The Financial Times quoted Mitul Kotecha, head of currency and emerging markets strategy at Barclays Bank, as saying that China tends before important meetings to keep the currency relatively stable, or allow it to rise slightly, adding that the authorities are “pushing in a direction that is against the pace of the currency’s rise, but they are relatively comfortable with the trend.”

Trade tension
The issue of the Chinese currency exchange rate occupies a fundamental place at the heart of the trade tension between China and the West, led by the United States, as America and Europe say that the inflated Chinese trade surplus is partly due to keeping the yuan at artificially low levels.

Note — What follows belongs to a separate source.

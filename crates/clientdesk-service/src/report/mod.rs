//! Tabular client reports.

pub mod client_report;

pub use client_report::{ClientReportService, ReportSheet};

Washington complains that the decline in the yuan gives Chinese exports a price advantage in global markets, because the decline in the currency makes Chinese goods cheaper when priced in dollars or euros, which helps Chinese companies increase foreign sales and protect their market share, even with weak domestic demand.
On the other hand, the Chinese Ministry of Foreign Affairs says that the price of the yuan is not the reason behind the imbalance in trade with the United States. The Chinese news agency “Xinhua” quoted the Governor of the People’s Bank of China, Pan Gongsheng, as saying that China “needs and does not intend” to gain an advantage in foreign trade by devaluing its currency, and the Chinese Central Bank confirms that “the market plays a decisive role in shaping the exchange rate, while preventing excessive fluctuations.”
China benefits from the weak currency by supporting the export sector, raising the competitiveness of factories, and alleviating the impact of internal pressures on growth. The decline of the yuan also helps maximize the value of revenues achieved by exporting companies when converting the dollar into the local currency.
The Financial Times reported that the yuan declined last year by about 8% against the euro, which helped increase Chinese exports to the European Union to record levels, and raised fears of a second wave of what is known as the “China shock.”
Standard surplus
Goldman Sachs analysts wrote in a recent note that optimism about the exchange rate was boosted by hopes for the success of the Xi-Trump meeting, but they noted that there are underlying economic forces pushing the currency to improve.

According to US bank analysts, China’s external surplus is approaching unprecedented levels as a share of global GDP, reflecting deep levels of export competitiveness, coupled with a “significantly undervalued” currency.
Goldman Sachs estimates that the yuan is undervalued by about 20%, and expects its continued appreciation against the dollar.
The yuan’s improvement comes with signs of easing deflationary pressures in the world’s second-largest economy, as official data showed that China’s consumer price index rose 1.2% in April, near its highest level in 3 years, and above analysts’ expectations, while the producer price index rose 2.8%.